Situé à plus de 30 mn de la première ville, ce CEF peine à s’ouvrir sur l’extérieur et à motiver les professionnels.

« Depuis sa création en 2010, le CEF de Pionsat est la caricature du plus extrême dans ce type d’établissement, isolé géographiquement à 35 minutes de Montluçon et opaque dans son fonctionnement, constate Carlos Lopez, éducateur syndiqué au SNPES-FSU de la protection judiciaire de la jeunesse. Quand un projet ne tient pas la route, les professionnels diplômés refusent d’y travailler, donc tu recrutes des gens peu formés, qui eux mêmes ne restent pas parce que le cadre est impossible à tenir. » Au vu des derniers événement découverts dans la presse, le syndicat demande à nouveau la fermeture de l’établissement et la réorientation des financements vers d’autres modes d’accompagnement milieu ouvert ou en foyers.

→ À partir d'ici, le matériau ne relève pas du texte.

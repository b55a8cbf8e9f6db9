//! Wire Protocol
//!
//! Fixed-layout datagrams exchanged between the host driver and the device
//! under test. Every message is packed (no padding) and little-endian.
//!
//! ```text
//! InitCommand     [board id: 3 x u32][kind: u8][index: u16]            15 bytes
//! IdentityRecord  [board id: 3 x u32][board name: 100 bytes, NUL pad]  112 bytes
//! catalog size    [count: u16]                                         2 bytes
//! CatalogEntry    [name: 100 bytes][criterion: u8][schedule: u8]       102 bytes
//! Test packet     [board id: 3 x u32][sub-test: u8][data: 100][status] 114 bytes
//! ```
//!
//! Requests and replies on the test path share one layout but are modelled as
//! distinct types ([`TestRequest`], [`TestReply`]).

use serde::{Deserialize, Serialize};
use std::fmt;
use thiserror::Error;

/// Number of 32-bit words in a board's unique id.
pub const ID_WORDS: usize = 3;
/// Fixed size of board and catalog entry names on the wire.
pub const NAME_LEN: usize = 100;
/// Fixed size of the test payload.
pub const DATA_LEN: usize = 100;
/// Leading name byte marking the last entry of a group.
pub const BOUNDARY_MARKER: char = '#';
/// Port serving identity and catalog commands.
pub const DEFAULT_INIT_PORT: u16 = 50006;
/// Port of group 0; group `n` listens on `DEFAULT_GROUP_PORT_BASE + n`.
pub const DEFAULT_GROUP_PORT_BASE: u16 = 50007;

#[derive(Debug, Error, Clone, PartialEq, Eq)]
pub enum ProtocolError {
    #[error("{message} is {actual} bytes, expected {expected}")]
    Length {
        message: &'static str,
        expected: usize,
        actual: usize,
    },

    #[error("Unknown command kind {0}")]
    UnknownCommand(u8),

    #[error("Unknown status byte {0}")]
    UnknownStatus(u8),

    #[error("Unknown evaluation criterion {0}")]
    UnknownCriterion(u8),

    #[error("Unknown scheduling mode {0}")]
    UnknownSchedule(u8),

    #[error("Name is {len} bytes, at most {max} fit on the wire")]
    NameTooLong { len: usize, max: usize },
}

fn check_len(message: &'static str, bytes: &[u8], expected: usize) -> Result<(), ProtocolError> {
    if bytes.len() != expected {
        return Err(ProtocolError::Length {
            message,
            expected,
            actual: bytes.len(),
        });
    }
    Ok(())
}

fn validate_name(name: &str) -> Result<(), ProtocolError> {
    if name.len() > NAME_LEN {
        return Err(ProtocolError::NameTooLong {
            len: name.len(),
            max: NAME_LEN,
        });
    }
    Ok(())
}

fn write_name(buf: &mut Vec<u8>, name: &str) {
    let bytes = name.as_bytes();
    let used = bytes.len().min(NAME_LEN);
    buf.extend_from_slice(&bytes[..used]);
    buf.resize(buf.len() + NAME_LEN - used, 0);
}

fn read_name(bytes: &[u8]) -> String {
    let end = bytes.iter().position(|&b| b == 0).unwrap_or(bytes.len());
    String::from_utf8_lossy(&bytes[..end]).into_owned()
}

// ============================================================================
// Board identity
// ============================================================================

/// Three-word unique id burned into the board.
#[derive(Debug, Clone, Copy, PartialEq, Eq, Hash, Default, Serialize, Deserialize)]
pub struct BoardId(pub [u32; ID_WORDS]);

impl BoardId {
    pub const ENCODED_LEN: usize = ID_WORDS * 4;

    /// Placeholder carried by identity requests before the id is known.
    pub const UNKNOWN: BoardId = BoardId([0; ID_WORDS]);

    fn write(&self, buf: &mut Vec<u8>) {
        for word in self.0 {
            buf.extend_from_slice(&word.to_le_bytes());
        }
    }

    fn read(bytes: &[u8]) -> Self {
        let mut words = [0u32; ID_WORDS];
        for (word, chunk) in words.iter_mut().zip(bytes.chunks_exact(4)) {
            *word = u32::from_le_bytes([chunk[0], chunk[1], chunk[2], chunk[3]]);
        }
        BoardId(words)
    }

    /// Reads the id prefix of an id-carrying message without decoding the rest.
    pub fn peek(bytes: &[u8]) -> Option<Self> {
        if bytes.len() < Self::ENCODED_LEN {
            return None;
        }
        Some(Self::read(&bytes[..Self::ENCODED_LEN]))
    }
}

impl fmt::Display for BoardId {
    fn fmt(&self, f: &mut fmt::Formatter<'_>) -> fmt::Result {
        write!(f, "{} :: {} :: {}", self.0[0], self.0[1], self.0[2])
    }
}

/// Board id plus human-readable board name, answered on discovery.
#[derive(Debug, Clone, PartialEq, Eq, Serialize, Deserialize)]
pub struct IdentityRecord {
    pub board_id: BoardId,
    board_name: String,
}

impl IdentityRecord {
    pub const ENCODED_LEN: usize = BoardId::ENCODED_LEN + NAME_LEN;

    pub fn new(board_id: BoardId, board_name: impl Into<String>) -> Result<Self, ProtocolError> {
        let board_name = board_name.into();
        validate_name(&board_name)?;
        Ok(Self {
            board_id,
            board_name,
        })
    }

    pub fn board_name(&self) -> &str {
        &self.board_name
    }

    pub fn encode(&self) -> Vec<u8> {
        let mut buf = Vec::with_capacity(Self::ENCODED_LEN);
        self.board_id.write(&mut buf);
        write_name(&mut buf, &self.board_name);
        buf
    }

    pub fn decode(bytes: &[u8]) -> Result<Self, ProtocolError> {
        check_len("identity record", bytes, Self::ENCODED_LEN)?;
        Ok(Self {
            board_id: BoardId::read(&bytes[..BoardId::ENCODED_LEN]),
            board_name: read_name(&bytes[BoardId::ENCODED_LEN..]),
        })
    }
}

// ============================================================================
// Init / catalog commands
// ============================================================================

#[derive(Debug, Clone, Copy, PartialEq, Eq, Serialize, Deserialize)]
#[repr(u8)]
pub enum CommandKind {
    Identity = 0,
    CatalogSize = 1,
    CatalogEntry = 2,
}

impl TryFrom<u8> for CommandKind {
    type Error = ProtocolError;

    fn try_from(value: u8) -> Result<Self, Self::Error> {
        match value {
            0 => Ok(Self::Identity),
            1 => Ok(Self::CatalogSize),
            2 => Ok(Self::CatalogEntry),
            other => Err(ProtocolError::UnknownCommand(other)),
        }
    }
}

/// Command sent to the init port. Every kind except `Identity` must carry
/// the board's id.
#[derive(Debug, Clone, Copy, PartialEq, Eq)]
pub struct InitCommand {
    pub board_id: BoardId,
    pub kind: CommandKind,
    pub index: u16,
}

impl InitCommand {
    pub const ENCODED_LEN: usize = BoardId::ENCODED_LEN + 1 + 2;

    pub fn identity() -> Self {
        Self {
            board_id: BoardId::UNKNOWN,
            kind: CommandKind::Identity,
            index: 0,
        }
    }

    pub fn catalog_size(board_id: BoardId) -> Self {
        Self {
            board_id,
            kind: CommandKind::CatalogSize,
            index: 0,
        }
    }

    pub fn catalog_entry(board_id: BoardId, index: u16) -> Self {
        Self {
            board_id,
            kind: CommandKind::CatalogEntry,
            index,
        }
    }

    pub fn encode(&self) -> Vec<u8> {
        let mut buf = Vec::with_capacity(Self::ENCODED_LEN);
        self.board_id.write(&mut buf);
        buf.push(self.kind as u8);
        buf.extend_from_slice(&self.index.to_le_bytes());
        buf
    }

    pub fn decode(bytes: &[u8]) -> Result<Self, ProtocolError> {
        check_len("init command", bytes, Self::ENCODED_LEN)?;
        let id_end = BoardId::ENCODED_LEN;
        Ok(Self {
            board_id: BoardId::read(&bytes[..id_end]),
            kind: CommandKind::try_from(bytes[id_end])?,
            index: u16::from_le_bytes([bytes[id_end + 1], bytes[id_end + 2]]),
        })
    }
}

pub const CATALOG_SIZE_LEN: usize = 2;

pub fn encode_catalog_size(count: u16) -> Vec<u8> {
    count.to_le_bytes().to_vec()
}

pub fn decode_catalog_size(bytes: &[u8]) -> Result<u16, ProtocolError> {
    check_len("catalog size", bytes, CATALOG_SIZE_LEN)?;
    Ok(u16::from_le_bytes([bytes[0], bytes[1]]))
}

// ============================================================================
// Catalog entries
// ============================================================================

/// How the host judges an echoed payload.
#[derive(Debug, Clone, Copy, PartialEq, Eq, Serialize, Deserialize)]
#[serde(rename_all = "kebab-case")]
#[repr(u8)]
pub enum Criterion {
    /// Every payload byte must come back unchanged.
    ExactMatch = 0,
    /// The first payload byte must come back within the tolerance band.
    Tolerance = 1,
}

impl TryFrom<u8> for Criterion {
    type Error = ProtocolError;

    fn try_from(value: u8) -> Result<Self, Self::Error> {
        match value {
            0 => Ok(Self::ExactMatch),
            1 => Ok(Self::Tolerance),
            other => Err(ProtocolError::UnknownCriterion(other)),
        }
    }
}

impl fmt::Display for Criterion {
    fn fmt(&self, f: &mut fmt::Formatter<'_>) -> fmt::Result {
        match self {
            Criterion::ExactMatch => write!(f, "exact-match"),
            Criterion::Tolerance => write!(f, "tolerance"),
        }
    }
}

/// Whether a group may share the device with other groups while it runs.
#[derive(Debug, Clone, Copy, PartialEq, Eq, Serialize, Deserialize)]
#[serde(rename_all = "kebab-case")]
#[repr(u8)]
pub enum Schedule {
    /// Runs alone; the next group starts only after it finished.
    Sequential = 0,
    /// Runs together with every other concurrent group.
    Concurrent = 1,
}

impl TryFrom<u8> for Schedule {
    type Error = ProtocolError;

    fn try_from(value: u8) -> Result<Self, Self::Error> {
        match value {
            0 => Ok(Self::Sequential),
            1 => Ok(Self::Concurrent),
            other => Err(ProtocolError::UnknownSchedule(other)),
        }
    }
}

impl fmt::Display for Schedule {
    fn fmt(&self, f: &mut fmt::Formatter<'_>) -> fmt::Result {
        match self {
            Schedule::Sequential => write!(f, "sequential"),
            Schedule::Concurrent => write!(f, "concurrent"),
        }
    }
}

/// One sub-test of the board catalog.
#[derive(Debug, Clone, PartialEq, Eq, Serialize, Deserialize)]
pub struct CatalogEntry {
    name: String,
    pub criterion: Criterion,
    pub schedule: Schedule,
}

impl CatalogEntry {
    pub const ENCODED_LEN: usize = NAME_LEN + 2;

    pub fn new(
        name: impl Into<String>,
        criterion: Criterion,
        schedule: Schedule,
    ) -> Result<Self, ProtocolError> {
        let name = name.into();
        validate_name(&name)?;
        Ok(Self {
            name,
            criterion,
            schedule,
        })
    }

    /// Raw name as carried on the wire, boundary marker included.
    pub fn name(&self) -> &str {
        &self.name
    }

    /// True when this entry closes its group.
    pub fn is_group_end(&self) -> bool {
        self.name.starts_with(BOUNDARY_MARKER)
    }

    /// Name with the boundary marker and surrounding blanks removed.
    pub fn display_name(&self) -> &str {
        self.name
            .strip_prefix(BOUNDARY_MARKER)
            .unwrap_or(&self.name)
            .trim()
    }

    /// Returns a copy of this entry that closes its group.
    pub fn marked_as_group_end(&self) -> Result<Self, ProtocolError> {
        if self.is_group_end() {
            return Ok(self.clone());
        }
        let bare = self.name.trim_start();
        Self::new(
            format!("{BOUNDARY_MARKER}{bare}"),
            self.criterion,
            self.schedule,
        )
    }

    pub fn encode(&self) -> Vec<u8> {
        let mut buf = Vec::with_capacity(Self::ENCODED_LEN);
        write_name(&mut buf, &self.name);
        buf.push(self.criterion as u8);
        buf.push(self.schedule as u8);
        buf
    }

    pub fn decode(bytes: &[u8]) -> Result<Self, ProtocolError> {
        check_len("catalog entry", bytes, Self::ENCODED_LEN)?;
        Ok(Self {
            name: read_name(&bytes[..NAME_LEN]),
            criterion: Criterion::try_from(bytes[NAME_LEN])?,
            schedule: Schedule::try_from(bytes[NAME_LEN + 1])?,
        })
    }
}

// ============================================================================
// Test packets
// ============================================================================

/// Status byte of a test packet. The host seeds requests with `Mismatch`
/// so an untouched echo is never mistaken for a pass.
#[derive(Debug, Clone, Copy, PartialEq, Eq, Hash, Serialize, Deserialize)]
#[serde(rename_all = "kebab-case")]
#[repr(u8)]
pub enum Status {
    Ok = 0,
    RoutineError = 1,
    InterruptError = 2,
    OverTime = 3,
    Mismatch = 4,
}

impl TryFrom<u8> for Status {
    type Error = ProtocolError;

    fn try_from(value: u8) -> Result<Self, Self::Error> {
        match value {
            0 => Ok(Self::Ok),
            1 => Ok(Self::RoutineError),
            2 => Ok(Self::InterruptError),
            3 => Ok(Self::OverTime),
            4 => Ok(Self::Mismatch),
            other => Err(ProtocolError::UnknownStatus(other)),
        }
    }
}

pub const TEST_PACKET_LEN: usize = BoardId::ENCODED_LEN + 1 + DATA_LEN + 1;

fn encode_packet(board_id: &BoardId, sub_test: u8, data: &[u8; DATA_LEN], status: Status) -> Vec<u8> {
    let mut buf = Vec::with_capacity(TEST_PACKET_LEN);
    board_id.write(&mut buf);
    buf.push(sub_test);
    buf.extend_from_slice(data);
    buf.push(status as u8);
    buf
}

fn decode_packet(
    message: &'static str,
    bytes: &[u8],
) -> Result<(BoardId, u8, [u8; DATA_LEN], Status), ProtocolError> {
    check_len(message, bytes, TEST_PACKET_LEN)?;
    let id_end = BoardId::ENCODED_LEN;
    let mut data = [0u8; DATA_LEN];
    data.copy_from_slice(&bytes[id_end + 1..id_end + 1 + DATA_LEN]);
    Ok((
        BoardId::read(&bytes[..id_end]),
        bytes[id_end],
        data,
        Status::try_from(bytes[TEST_PACKET_LEN - 1])?,
    ))
}

/// Host → device: run `sub_test` on `data`.
#[derive(Debug, Clone, PartialEq, Eq)]
pub struct TestRequest {
    pub board_id: BoardId,
    pub sub_test: u8,
    pub data: [u8; DATA_LEN],
    pub status: Status,
}

impl TestRequest {
    pub fn new(board_id: BoardId, sub_test: u8, data: [u8; DATA_LEN]) -> Self {
        Self {
            board_id,
            sub_test,
            data,
            status: Status::Mismatch,
        }
    }

    pub fn encode(&self) -> Vec<u8> {
        encode_packet(&self.board_id, self.sub_test, &self.data, self.status)
    }

    pub fn decode(bytes: &[u8]) -> Result<Self, ProtocolError> {
        let (board_id, sub_test, data, status) = decode_packet("test request", bytes)?;
        Ok(Self {
            board_id,
            sub_test,
            data,
            status,
        })
    }
}

/// Device → host: the payload after it went through the peripherals, plus
/// the outcome the device observed.
#[derive(Debug, Clone, PartialEq, Eq)]
pub struct TestReply {
    pub board_id: BoardId,
    pub sub_test: u8,
    pub data: [u8; DATA_LEN],
    pub status: Status,
}

impl TestReply {
    pub fn encode(&self) -> Vec<u8> {
        encode_packet(&self.board_id, self.sub_test, &self.data, self.status)
    }

    pub fn decode(bytes: &[u8]) -> Result<Self, ProtocolError> {
        let (board_id, sub_test, data, status) = decode_packet("test reply", bytes)?;
        Ok(Self {
            board_id,
            sub_test,
            data,
            status,
        })
    }
}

Des jeunes déjà fracassés par la vie

Au CEF de Pionsat, l’enseignante a démissionné en juin 2021 et ne sera remplacée qu’en septembre 2022. Comment dès lors répondre au cahier des charges qui justifiait, en 2002, la réapparition de ces lieux d’enfermement pour mineur ? En effet, le modèle de cette alternative à l’incarcération repose sur la mise en oeuvre d’un accompagnement renforcé éducatif et pédagogique pendant six mois. Ce cadre strict mais bordant devait favoriser la réinsertion, notamment en s’ouvrant dès le troisième mois à des activités tournées vers l’extérieur. Là, on est loin du compte puisque même en interne, les jeunes de 13 à 16 ans, soumis à l’obligation de scolarité, n’ont plus d’enseignement.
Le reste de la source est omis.